Ему удалось коснуться чувствительной струнки Вейля. Старый археолог, одинокий, без друзей, видел в дружбе святыню, но друг покинул его на жизненном пути; Вейль берег свое чувство глубоко в душе, как сокровище; когда он вспоминал о дружбе, он становился лучше. Он учредил несколько стипендий имени своего друга, посвятил его памяти несколько книг. То, что рассказал ему Моох о любви между Кристофом и Оливье, растрогало его. Все это напоминало ему его собственную историю. Друг, которого он потерял, был для него как бы старшим братом, товарищем его юности, наставником, которого он обожал. Это был один из тех молодых евреев, которых сжигают пылкий ум и великодушие, они страдают от окружающей их косной среды, они ставят себе цель возродить свой народ, а с помощью своего народа и весь мир. Они жгут свою жизнь с обоих концов и горят совсем недолго, как смоляной факел. Его огонь растопил апатию молодого Вейля. Пока был жив друг, Вейль шел с ним в ногу, озаренный тем же светом веры — веры в науку, в мощь человеческой мысли, в счастливое будущее — светом, который излучала эта пророческая душа. И когда она покинула Вейля, он — слабый, насмешливый — не удержался на высотах идеализма и скатился в бесплодные пески Екклезиаста, которые таятся в каждом еврейском интеллекте и всегда готовы его засосать. Но Вейль не забыл часов, проведенных с другом в лучах света: он ревниво берег в душе их почти угасший отблеск. Он никому не говорил о нем, даже жене, хотя и любил ее: память о друге была для него священна. И вот старик, которого считали прозаичным и черствым, в конце своей жизни вспомнил нежные и горькие слова одного древнего индийского брамина:

«Ядовитое древо жизни приносит два плода, более сладостных, чем вода из источника жизни: один — поэзия, другой — дружба».

Он заинтересовался судьбой Кристофа и Оливье. Зная их гордость, он тайком взял у Мооха только что вышедшую в свет книжку стихов Оливье; и хотя друзья ни о чем его не просили и даже не подозревали о его планах, он добился для Оливье академической премии, которая при их стесненных обстоятельствах оказалась весьма кстати.

Когда Кристоф узнал, что эта неожиданная помощь пришла от человека, к которому он был склонен относиться недоброжелательно, он почувствовал укоры совести за то, что он говорил о нем или думал, и, преодолев свою нелюбовь к визитам, отправился поблагодарить старика. Однако его доброе намерение не было вознаграждено.

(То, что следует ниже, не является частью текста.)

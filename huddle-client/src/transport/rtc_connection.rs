use crate::media::{LocalTrack, RemoteTrack, TrackKind};
use crate::transport::{
    ConnectionEvent, ConnectionEventKind, ConnectionFactory, LinkState, MediaConnection,
    TransportConfig,
};
use anyhow::{Context, Result};
use async_trait::async_trait;
use huddle_core::{ConnectionId, IceCandidate, ParticipantId, SdpType, SessionDescription};
use std::sync::Arc;
use tokio::sync::mpsc;
use tracing::{debug, info};
use webrtc::api::APIBuilder;
use webrtc::api::interceptor_registry::register_default_interceptors;
use webrtc::api::media_engine::MediaEngine;
use webrtc::api::setting_engine::SettingEngine;
use webrtc::ice_transport::ice_candidate::{RTCIceCandidate, RTCIceCandidateInit};
use webrtc::ice_transport::ice_server::RTCIceServer;
use webrtc::interceptor::registry::Registry;
use webrtc::peer_connection::RTCPeerConnection;
use webrtc::peer_connection::configuration::RTCConfiguration;
use webrtc::peer_connection::peer_connection_state::RTCPeerConnectionState;
use webrtc::peer_connection::sdp::session_description::RTCSessionDescription;
use webrtc::rtp_transceiver::rtp_codec::RTPCodecType;
use webrtc::track::track_remote::TrackRemote;

/// Creates webrtc-rs peer connections.
pub struct RtcConnectionFactory {
    config: TransportConfig,
}

impl RtcConnectionFactory {
    pub fn new(config: TransportConfig) -> Self {
        Self { config }
    }
}

impl Default for RtcConnectionFactory {
    fn default() -> Self {
        Self::new(TransportConfig::default())
    }
}

#[async_trait]
impl ConnectionFactory for RtcConnectionFactory {
    async fn create(
        &self,
        participant: ParticipantId,
        connection: ConnectionId,
        events: mpsc::Sender<ConnectionEvent>,
    ) -> Result<Box<dyn MediaConnection>> {
        let rtc = RtcConnection::new(participant, connection, self.config.clone(), events).await?;
        Ok(Box::new(rtc))
    }
}

pub struct RtcConnection {
    pub participant: ParticipantId,
    pub peer_connection: Arc<RTCPeerConnection>,
}

impl RtcConnection {
    /// Builds the peer connection and wires its callbacks into `event_tx`.
    pub async fn new(
        participant: ParticipantId,
        connection: ConnectionId,
        config: TransportConfig,
        event_tx: mpsc::Sender<ConnectionEvent>,
    ) -> Result<Self> {
        let mut m = MediaEngine::default();
        m.register_default_codecs()?;
        let registry = register_default_interceptors(Registry::new(), &mut m)?;

        let mut settings = SettingEngine::default();
        settings.set_include_loopback_candidate(config.include_loopback_candidates);

        let api = APIBuilder::new()
            .with_media_engine(m)
            .with_interceptor_registry(registry)
            .with_setting_engine(settings)
            .build();

        let ice_servers = if config.ice_servers.is_empty() {
            Vec::new()
        } else {
            vec![RTCIceServer {
                urls: config.ice_servers,
                ..Default::default()
            }]
        };
        let rtc_config = RTCConfiguration {
            ice_servers,
            ..Default::default()
        };

        let peer_connection = Arc::new(
            api.new_peer_connection(rtc_config)
                .await
                .context("Failed to create peer connection")?,
        );

        let emitter = EventSink {
            participant: participant.clone(),
            connection,
            tx: event_tx,
        };

        let state_sink = emitter.clone();
        peer_connection.on_peer_connection_state_change(Box::new(
            move |s: RTCPeerConnectionState| {
                let sink = state_sink.clone();
                Box::pin(async move {
                    info!("Peer connection state for {}: {}", sink.participant, s);
                    sink.send(ConnectionEventKind::StateChanged(link_state(s))).await;
                })
            },
        ));

        let ice_sink = emitter.clone();
        peer_connection.on_ice_candidate(Box::new(move |c: Option<RTCIceCandidate>| {
            let sink = ice_sink.clone();
            Box::pin(async move {
                let Some(candidate) = c else { return };
                let Ok(init) = candidate.to_json() else {
                    return;
                };
                sink.send(ConnectionEventKind::LocalCandidate(IceCandidate {
                    candidate: init.candidate,
                    sdp_mid: init.sdp_mid,
                    sdp_m_line_index: init.sdp_mline_index,
                }))
                .await;
            })
        }));

        let track_sink = emitter;
        peer_connection.on_track(Box::new(move |track: Arc<TrackRemote>, _, _| {
            let sink = track_sink.clone();
            Box::pin(async move {
                let kind = match track.kind() {
                    RTPCodecType::Video => TrackKind::Video,
                    _ => TrackKind::Audio,
                };
                debug!("Remote {} track from {}", kind, sink.participant);
                let remote = RemoteTrack {
                    id: track.id().to_string(),
                    kind,
                    stream_id: track.stream_id().to_string(),
                    source: Some(track),
                };
                sink.send(ConnectionEventKind::TrackAdded(remote)).await;
            })
        }));

        Ok(Self {
            participant,
            peer_connection,
        })
    }
}

#[async_trait]
impl MediaConnection for RtcConnection {
    async fn add_track(&self, track: Arc<LocalTrack>) -> Result<()> {
        let sender = self
            .peer_connection
            .add_track(track.rtc_track())
            .await
            .with_context(|| format!("Failed to attach {} track", track.kind()))?;

        // RTCP has to be drained for interceptors like NACK to work.
        tokio::spawn(async move {
            let mut buf = vec![0u8; 1500];
            while sender.read(&mut buf).await.is_ok() {}
        });
        Ok(())
    }

    async fn create_offer(&self) -> Result<SessionDescription> {
        let offer = self.peer_connection.create_offer(None).await?;
        Ok(SessionDescription::offer(offer.sdp))
    }

    async fn create_answer(&self) -> Result<SessionDescription> {
        let answer = self.peer_connection.create_answer(None).await?;
        Ok(SessionDescription::answer(answer.sdp))
    }

    async fn set_local_description(&self, description: &SessionDescription) -> Result<()> {
        self.peer_connection
            .set_local_description(to_rtc(description)?)
            .await?;
        Ok(())
    }

    async fn set_remote_description(&self, description: &SessionDescription) -> Result<()> {
        self.peer_connection
            .set_remote_description(to_rtc(description)?)
            .await
            .with_context(|| format!("Failed to apply remote {}", description.sdp_type))?;
        Ok(())
    }

    async fn add_ice_candidate(&self, candidate: &IceCandidate) -> Result<()> {
        let init = RTCIceCandidateInit {
            candidate: candidate.candidate.clone(),
            sdp_mid: candidate.sdp_mid.clone(),
            sdp_mline_index: candidate.sdp_m_line_index,
            username_fragment: None,
        };
        self.peer_connection
            .add_ice_candidate(init)
            .await
            .context("Failed to add ICE candidate")?;
        Ok(())
    }

    async fn close(&self) -> Result<()> {
        self.peer_connection.close().await?;
        Ok(())
    }
}

#[derive(Clone)]
struct EventSink {
    participant: ParticipantId,
    connection: ConnectionId,
    tx: mpsc::Sender<ConnectionEvent>,
}

impl EventSink {
    async fn send(&self, kind: ConnectionEventKind) {
        let _ = self
            .tx
            .send(ConnectionEvent {
                participant: self.participant.clone(),
                connection: self.connection,
                kind,
            })
            .await;
    }
}

fn to_rtc(description: &SessionDescription) -> Result<RTCSessionDescription> {
    let sdp = description.sdp.clone();
    let rtc = match description.sdp_type {
        SdpType::Offer => RTCSessionDescription::offer(sdp)?,
        SdpType::Answer => RTCSessionDescription::answer(sdp)?,
    };
    Ok(rtc)
}

fn link_state(state: RTCPeerConnectionState) -> LinkState {
    match state {
        RTCPeerConnectionState::Connecting => LinkState::Connecting,
        RTCPeerConnectionState::Connected => LinkState::Connected,
        RTCPeerConnectionState::Disconnected => LinkState::Disconnected,
        RTCPeerConnectionState::Failed => LinkState::Failed,
        RTCPeerConnectionState::Closed => LinkState::Closed,
        _ => LinkState::New,
    }
}
use huddle_client::{DirectoryError, InMemoryDirectory, MeetingDirectory, SessionError};
use huddle_core::RoomId;
use huddle_relay::RelayHub;

use crate::integration::{TestParticipant, init_tracing};
use crate::utils::{EVENT_TIMEOUT_MS, eventually};

#[tokio::test]
async fn test_join_active_meeting() {
    init_tracing();
    let hub = RelayHub::new(64);
    let host = InMemoryDirectory::new("alice");
    let meeting = host.create("Standup", "daily sync").await.unwrap();
    let guest = host.for_user("bob");
    let bob = TestParticipant::new("bob", &hub);

    bob.session
        .join_meeting(&guest, meeting.room_id.clone(), bob.id.clone(), "Bob")
        .await
        .unwrap();

    assert!(
        eventually(EVENT_TIMEOUT_MS, || async {
            hub.room_members(&meeting.room_id) == vec![bob.id.clone()]
        })
        .await
    );
    let listed = guest.list().await.unwrap();
    assert_eq!(listed.len(), 1);
    assert!(listed[0].participants.contains(&bob.id));
    bob.session.leave().await;
}

#[tokio::test]
async fn test_ended_meeting_is_refused() {
    init_tracing();
    let hub = RelayHub::new(64);
    let host = InMemoryDirectory::new("alice");
    let meeting = host.create("Standup", "").await.unwrap();
    host.end(&meeting.room_id).await.unwrap();
    let bob = TestParticipant::new("bob", &hub);

    let err = bob
        .session
        .join_meeting(&host.for_user("bob"), meeting.room_id.clone(), bob.id.clone(), "Bob")
        .await
        .unwrap_err();

    assert_eq!(
        err,
        SessionError::Directory(DirectoryError::Ended(meeting.room_id.clone()))
    );
    assert!(bob.devices.requests().is_empty());
    assert!(!bob.session.is_joined().await);
}

#[tokio::test]
async fn test_unknown_meeting_is_refused() {
    init_tracing();
    let hub = RelayHub::new(64);
    let directory = InMemoryDirectory::new("bob");
    let bob = TestParticipant::new("bob", &hub);
    let room = RoomId::from("nope");

    let err = bob
        .session
        .join_meeting(&directory, room.clone(), bob.id.clone(), "Bob")
        .await
        .unwrap_err();

    assert_eq!(err, SessionError::Directory(DirectoryError::NotFound(room)));
}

Юношеский энтузиазм Кристофа пробудил в старике Вейле обычную иронию, хотя он и пытался ее скрыть, и из их встречи ничего не вышло.

В тот день, когда Кристоф, испытывая одновременно и благодарность и досаду, возвращался, посетив Вейля, к себе, кроме добряка Мооха, пришедшего, чтобы оказать Оливье какую-то новую услугу, он обнаружил журнальную статью, принадлежавшую перу Люсьена Леви-Кэра и написанную не в духе честной и открытой критики, а с оскорбительной снисходительностью, причем автор, пользуясь хитроумной игрой слов, забавлялся тем, что низводил Кристофа до уровня композиторов третьего и четвертого сорта, которых Кристоф не выносил.

— Ты заметил, — сказал Кристоф Оливье, когда Моох ушел, — что мы вечно имеем дело с евреями, с одними евреями? Черт побери, да уж не стали ли мы сами евреями? Успокой меня, пожалуйста, на этот счет! Точно мы их магнитом притягиваем! Они нам всюду попадаются на пути — и враги и союзники.

— Оттого, что они умнее других, — сказал Оливье. — Евреи у нас почти единственные люди, с кем свободный человек может говорить о новом, о живом. Остальные закисают в прошлом, в мертвечине. К несчастью, для евреев этого прошлого не существует, или, во всяком случае, оно иное, чем у нас. С ними мы можем говорить только о сегодняшнем, а с людьми моей национальности — только о вчерашнем. Посмотри, насколько евреи активнее во всех областях жизни: в торговле, промышленности, педагогике, науке, благотворительности, искусстве.

— Ну, об искусстве ты не говори, — возразил Кристоф.

— Я не утверждаю, что все их дела и действия мне по душе: иногда я даже чувствую отвращение. Но они, по крайней мере, живые люди и способны понять живых людей. Мы не можем обойтись без них.

— Пожалуйста, не преувеличивай, — насмешливо проговорил Кристоф. — Я сумею обойтись.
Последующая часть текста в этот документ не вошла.